> What to produce
Within the entries that follow, show each line where the word "usize" occurs.

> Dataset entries
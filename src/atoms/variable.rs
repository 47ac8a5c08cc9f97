//! Variables: the only mutable state an expression tree reads.
//!
//! A [`ScalarVariable`] carries a bound value and an "in respect to" flag.
//! An [`IndexedVariable`] models a vector of independent scalars without
//! materialising one node per slot: it wraps a fixed array and a shared
//! [`Index`] holding two cursors, the slot `eval` reads and the slot a
//! derivative is taken against.
//!
//! Handles are reference counted, so every atom built from a variable sees
//! the same flag and cursors. Code that temporarily repurposes a shared
//! indexed variable takes a [`CursorGuard`], which puts the cursors and flag
//! back when dropped.

use core::cell::Cell;
use core::fmt;
use std::rc::Rc;

use crate::atoms::Atom;
use crate::error::{NetError, Result};

#[derive(Debug)]
struct ScalarState {
    name: String,
    value: Cell<Option<f64>>,
    in_respect_to: Cell<bool>,
}

/// A named scalar with an optional bound value.
///
/// Cloning yields another handle to the same variable.
#[derive(Debug, Clone)]
pub struct ScalarVariable(Rc<ScalarState>);

impl ScalarVariable {
    /// Creates an unbound variable that is not differentiated against.
    pub fn new(name: impl Into<String>) -> Self {
        Self(Rc::new(ScalarState {
            name: name.into(),
            value: Cell::new(None),
            in_respect_to: Cell::new(false),
        }))
    }

    /// Name used in diagnostics.
    #[must_use]
    pub fn name(&self) -> &str {
        &self.0.name
    }

    /// Binds a value for subsequent evaluations.
    pub fn bind(&self, value: f64) {
        self.0.value.set(Some(value));
    }

    /// Removes the bound value.
    pub fn unbind(&self) {
        self.0.value.set(None);
    }

    /// Currently bound value, if any.
    #[must_use]
    pub fn value(&self) -> Option<f64> {
        self.0.value.get()
    }

    #[must_use]
    pub fn is_in_respect_to(&self) -> bool {
        self.0.in_respect_to.get()
    }

    /// Flags (or unflags) this variable as the one derivatives are taken against.
    pub fn set_in_respect_to(&self, flag: bool) {
        self.0.in_respect_to.set(flag);
    }

    /// Leaf atom reading this variable.
    #[must_use]
    pub fn atom(&self) -> Atom {
        Atom::Variable(self.clone())
    }

    /// Whether both handles point at the same variable.
    #[must_use]
    pub fn ptr_eq(&self, other: &Self) -> bool {
        Rc::ptr_eq(&self.0, &other.0)
    }

    pub(crate) fn eval(&self) -> Result<f64> {
        self.value().ok_or_else(|| NetError::UnboundVariable {
            name: self.0.name.clone(),
        })
    }
}

#[derive(Debug, Default)]
struct Cursor {
    current: Cell<usize>,
    target: Cell<Option<usize>>,
}

/// Shared cursor pair consulted by indexed atoms.
///
/// Term builders passed to a reduction receive an `Index`; every atom built
/// with [`IndexedVariable::at`] on that index follows the reduction's loop.
#[derive(Debug, Clone)]
pub struct Index {
    cursor: Rc<Cursor>,
    pinned: bool,
}

impl Index {
    fn fresh() -> Self {
        Self {
            cursor: Rc::new(Cursor::default()),
            pinned: false,
        }
    }

    /// Slot that reads resolve to.
    ///
    /// A pinned index always reads the with-respect-to slot when one is set.
    #[must_use]
    pub fn current(&self) -> usize {
        if self.pinned {
            if let Some(target) = self.cursor.target.get() {
                return target;
            }
        }
        self.cursor.current.get()
    }

    /// Slot derivatives are taken against; `None` means "whatever is current".
    #[must_use]
    pub fn target(&self) -> Option<usize> {
        self.cursor.target.get()
    }

    /// View of the same cursors whose current slot follows the target slot.
    #[must_use]
    pub fn pinned(&self) -> Self {
        Self {
            cursor: Rc::clone(&self.cursor),
            pinned: true,
        }
    }

    #[must_use]
    pub fn is_pinned(&self) -> bool {
        self.pinned
    }
}

#[derive(Debug)]
struct IndexedState {
    name: String,
    values: Vec<f64>,
    in_respect_to: Cell<bool>,
    index: Index,
}

/// Array-backed variable with a movable read cursor.
///
/// Cloning yields another handle sharing values, flag and cursors.
#[derive(Debug, Clone)]
pub struct IndexedVariable(Rc<IndexedState>);

impl IndexedVariable {
    /// Wraps `values`; both cursors start at "slot 0, no target".
    pub fn new(name: impl Into<String>, values: impl Into<Vec<f64>>) -> Self {
        Self(Rc::new(IndexedState {
            name: name.into(),
            values: values.into(),
            in_respect_to: Cell::new(false),
            index: Index::fresh(),
        }))
    }

    #[must_use]
    pub fn name(&self) -> &str {
        &self.0.name
    }

    #[must_use]
    pub fn values(&self) -> &[f64] {
        &self.0.values
    }

    #[must_use]
    pub fn len(&self) -> usize {
        self.0.values.len()
    }

    #[must_use]
    pub fn is_empty(&self) -> bool {
        self.0.values.is_empty()
    }

    /// This variable's own cursor pair.
    #[must_use]
    pub fn index(&self) -> Index {
        self.0.index.clone()
    }

    #[must_use]
    pub fn current_index(&self) -> usize {
        self.0.index.cursor.current.get()
    }

    pub fn set_current_index(&self, slot: usize) {
        self.0.index.cursor.current.set(slot);
    }

    #[must_use]
    pub fn target_index(&self) -> Option<usize> {
        self.0.index.cursor.target.get()
    }

    /// Restricts derivatives to a single slot, or lifts the restriction.
    pub fn set_target_index(&self, slot: Option<usize>) {
        self.0.index.cursor.target.set(slot);
    }

    #[must_use]
    pub fn is_in_respect_to(&self) -> bool {
        self.0.in_respect_to.get()
    }

    pub fn set_in_respect_to(&self, flag: bool) {
        self.0.in_respect_to.set(flag);
    }

    /// Atom reading this variable at its own cursor.
    #[must_use]
    pub fn current(&self) -> Atom {
        self.at(&self.0.index)
    }

    /// Atom reading this variable at `index`, which may belong to another
    /// variable (e.g. the one a reduction iterates over).
    #[must_use]
    pub fn at(&self, index: &Index) -> Atom {
        Atom::Indexed(IndexedRef {
            var: self.clone(),
            index: index.clone(),
        })
    }

    /// Saves cursors and flag; they are restored when the guard drops.
    #[must_use]
    pub fn scope(&self) -> CursorGuard {
        CursorGuard {
            var: self.clone(),
            current: self.current_index(),
            target: self.target_index(),
            in_respect_to: self.is_in_respect_to(),
        }
    }

    #[must_use]
    pub fn ptr_eq(&self, other: &Self) -> bool {
        Rc::ptr_eq(&self.0, &other.0)
    }
}

/// Restores an [`IndexedVariable`]'s cursors and flag on drop.
#[must_use = "the cursors are restored as soon as the guard is dropped"]
pub struct CursorGuard {
    var: IndexedVariable,
    current: usize,
    target: Option<usize>,
    in_respect_to: bool,
}

impl Drop for CursorGuard {
    fn drop(&mut self) {
        self.var.set_current_index(self.current);
        self.var.set_target_index(self.target);
        self.var.set_in_respect_to(self.in_respect_to);
    }
}

/// Leaf atom: one slot of an [`IndexedVariable`], selected through an [`Index`].
#[derive(Debug, Clone)]
pub struct IndexedRef {
    var: IndexedVariable,
    index: Index,
}

impl IndexedRef {
    #[must_use]
    pub fn variable(&self) -> &IndexedVariable {
        &self.var
    }

    #[must_use]
    pub fn index(&self) -> &Index {
        &self.index
    }

    pub(crate) fn eval(&self) -> Result<f64> {
        let slot = self.index.current();
        self.var
            .values()
            .get(slot)
            .copied()
            .ok_or_else(|| NetError::IndexOutOfBounds {
                name: self.var.name().to_owned(),
                index: slot,
                len: self.var.len(),
            })
    }

    /// True when the slot being read is the one being differentiated against.
    pub(crate) fn is_seeded(&self) -> bool {
        if !self.var.is_in_respect_to() {
            return false;
        }
        match self.index.target() {
            None => true,
            Some(target) => self.index.current() == target,
        }
    }
}

impl fmt::Display for IndexedRef {
    fn fmt(&self, f: &mut fmt::Formatter<'_>) -> fmt::Result {
        write!(f, "{}[{}]", self.var.name(), self.index.current())
    }
}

> Task solution
    current: Cell<usize>,
    target: Cell<Option<usize>>,
    pub fn current(&self) -> usize {
    pub fn target(&self) -> Option<usize> {
    pub fn len(&self) -> usize {
    pub fn current_index(&self) -> usize {
    pub fn set_current_index(&self, slot: usize) {
    pub fn target_index(&self) -> Option<usize> {
    pub fn set_target_index(&self, slot: Option<usize>) {
    current: usize,
    target: Option<usize>,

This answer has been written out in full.